En una población con baja probabilidad previa de autoinmunidad,
el valor predictivo de los autoanticuerpos contra el islote pancreático se
incrementa con la incorporación del nivel de anticuerpos en el algoritmo de
predicción.
En una población con baja probabilidad de autoinmunidad, muchos individuos con
resultados positivos para autoanticuerpos contra el islote pancreático son en
realidad falsos positivos o positivos transitorios, según lo indica un estudio
realizado por el Dr. J.M. Barker y sus colegas de Denver, Estados Unidos.
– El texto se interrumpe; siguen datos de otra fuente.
#[async_trait]
impl LibraryRepository for SqlxLibraryRepository {
    async fn create(&self, name: &str) -> Result<Library> {
        let now = Utc::now();
        let id = match self.pool.driver() {
            DatabaseDriver::Sqlite => sqlx::query("INSERT INTO libraries (name, created_at) VALUES (?, ?)")
                .bind(name)
                .bind(now)
                .execute(self.pool.sqlite_pool()?)
                .await
                .context("Failed to create library")?
                .last_insert_rowid(),
            DatabaseDriver::Mysql => sqlx::query("INSERT INTO libraries (name, created_at) VALUES (?, ?)")
                .bind(name)
                .bind(now)
                .execute(self.pool.mysql_pool()?)
                .await
                .context("Failed to create library")?
                .last_insert_id() as i64,
        };

        Ok(Library {
            id,
            name: name.to_string(),
            created_at: now,
        })
    }

    async fn get_by_id(&self, id: i64) -> Result<Option<Library>> {
        match self.pool.driver() {
            DatabaseDriver::Sqlite => {
                let row = sqlx::query(SELECT_BY_ID)
                    .bind(id)
                    .fetch_optional(self.pool.sqlite_pool()?)
                    .await
                    .context("Failed to get library by ID")?;
                row.as_ref().map(row_to_library_sqlite).transpose()
            }
            DatabaseDriver::Mysql => {
                let row = sqlx::query(SELECT_BY_ID)
                    .bind(id)
                    .fetch_optional(self.pool.mysql_pool()?)
                    .await
                    .context("Failed to get library by ID")?;
                row.as_ref().map(row_to_library_mysql).transpose()
            }
        }
    }

    async fn find_by_name(&self, name: &str) -> Result<Option<Library>> {
        match self.pool.driver() {
            DatabaseDriver::Sqlite => {
                let row = sqlx::query(SELECT_BY_NAME)
                    .bind(name)
                    .fetch_optional(self.pool.sqlite_pool()?)
                    .await
                    .context("Failed to find library by name")?;
                row.as_ref().map(row_to_library_sqlite).transpose()
            }
            DatabaseDriver::Mysql => {
                let row = sqlx::query(SELECT_BY_NAME)
                    .bind(name)
                    .fetch_optional(self.pool.mysql_pool()?)
                    .await
                    .context("Failed to find library by name")?;
                row.as_ref().map(row_to_library_mysql).transpose()
            }
        }
    }

    async fn delete(&self, id: i64) -> Result<bool> {
        let affected = self
            .execute("DELETE FROM libraries WHERE id = ?", id, None)
            .await
            .context("Failed to delete library")?;
        Ok(affected > 0)
    }

    async fn list(&self, params: &ListParams) -> Result<PagedResult<LibraryWithCount>> {
        match self.pool.driver() {
            DatabaseDriver::Sqlite => list_libraries_sqlite(self.pool.sqlite_pool()?, params).await,
            DatabaseDriver::Mysql => list_libraries_mysql(self.pool.mysql_pool()?, params).await,
        }
    }

    async fn add_book(&self, library_id: i64, book_id: i64) -> Result<bool> {
        let sql = match self.pool.driver() {
            DatabaseDriver::Sqlite => "INSERT OR IGNORE INTO library_books (library_id, book_id) VALUES (?, ?)",
            DatabaseDriver::Mysql => "INSERT IGNORE INTO library_books (library_id, book_id) VALUES (?, ?)",
        };
        let affected = self
            .execute(sql, library_id, Some(book_id))
            .await
            .context("Failed to shelve book")?;
        Ok(affected > 0)
    }

    async fn remove_book(&self, library_id: i64, book_id: i64) -> Result<bool> {
        let affected = self
            .execute(
                "DELETE FROM library_books WHERE library_id = ? AND book_id = ?",
                library_id,
                Some(book_id),
            )
            .await
            .context("Failed to unshelve book")?;
        Ok(affected > 0)
    }

    async fn librarian(&self, library_id: i64) -> Result<Option<Librarian>> {
        match self.pool.driver() {
            DatabaseDriver::Sqlite => {
                let row = sqlx::query(SELECT_LIBRARIAN)
                    .bind(library_id)
                    .fetch_optional(self.pool.sqlite_pool()?)
                    .await
                    .context("Failed to get librarian")?;
                row.as_ref().map(row_to_librarian_sqlite).transpose()
            }
            DatabaseDriver::Mysql => {
                let row = sqlx::query(SELECT_LIBRARIAN)
                    .bind(library_id)
                    .fetch_optional(self.pool.mysql_pool()?)
                    .await
                    .context("Failed to get librarian")?;
                row.as_ref().map(row_to_librarian_mysql).transpose()
            }
        }
    }

    async fn set_librarian(&self, library_id: i64, name: &str) -> Result<Librarian> {
        let now = Utc::now();
        match self.pool.driver() {
            DatabaseDriver::Sqlite => sqlx::query(UPSERT_LIBRARIAN_SQLITE)
                .bind(name)
                .bind(library_id)
                .bind(now)
                .execute(self.pool.sqlite_pool()?)
                .await
                .map(|_| ()),
            DatabaseDriver::Mysql => sqlx::query(UPSERT_LIBRARIAN_MYSQL)
                .bind(name)
                .bind(library_id)
                .bind(now)
                .execute(self.pool.mysql_pool()?)
                .await
                .map(|_| ()),
        }
        .context("Failed to set librarian")?;

        self.librarian(library_id)
            .await?
            .context("Librarian missing after upsert")
    }

    async fn remove_librarian(&self, library_id: i64) -> Result<bool> {
        let affected = self
            .execute("DELETE FROM librarians WHERE library_id = ?", library_id, None)
            .await
            .context("Failed to remove librarian")?;
        Ok(affected > 0)
    }
}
En el
Estudio de Autoinmunidad en la Diabetes del Joven (DAISY), explican los
expertos, se ha realizado un seguimiento de diabetes y autoinmunidad contra
antígenos del islote pancreático en 1972 niños, incluyendo 837 familiares en
primer grado de personas con diabetes tipo 1 y 1135 recién nacidos de la
población general identificados por investigación de alelos HLA. Durante un
seguimiento de entre 0,17 años y 9 años (media 4,06 años), la determinación
seriada de anticuerpos contra la decarboxilasa de ácido glutámico, la tirosín
fosfatasa IA2 y la insulina ha arrojado aproximadamente 20.000 resultados. De
los 162 niños con al menos un autoanticuerpo detectado, el 31% tenía un
resultado falso positivo (resultado negativo para autoanticuerpos en 2 ocasiones
sobre muestras a ciego). En otro 31% de estos niños el resultado fue
transitoriamente positivo (confirmado en muestras duplicadas, pero negativo en
muestras posteriores durante el seguimiento). Por último, en el 36% de los casos
el hallazgo de autoanticuerpos se mantuvo en el tiempo. El modelo de riesgos
proporcionales identificó como predictores de esta positividad persistente al
genotipo HLA-DR3/4 DQ8, al hallazgo de otro autoanticuerpo positivo en la
primera muestra positiva, y al nivel de autoanticuerpo. Sólo el genotipo HLA-DR3/4
DQ8 predijo la progresión a la diabetes. Este estudio prospectivo, señalan sus
autores, revela que la determinación de autoanticuerpos contra el islote, usando
un diseño de sección cruzada en una población con una probabilidad previa
relativamente baja de autoinmunidad, identifica como positivos a muchos
individuos que son en realidad falsos positivos o positivos transitorios. El
valor predictivo de los autoanticuerpos se incrementa con la reevaluación de la
muestra por duplicado y a ciego, y con la incorporación del nivel de
autoanticuerpos en el algoritmo de predicción.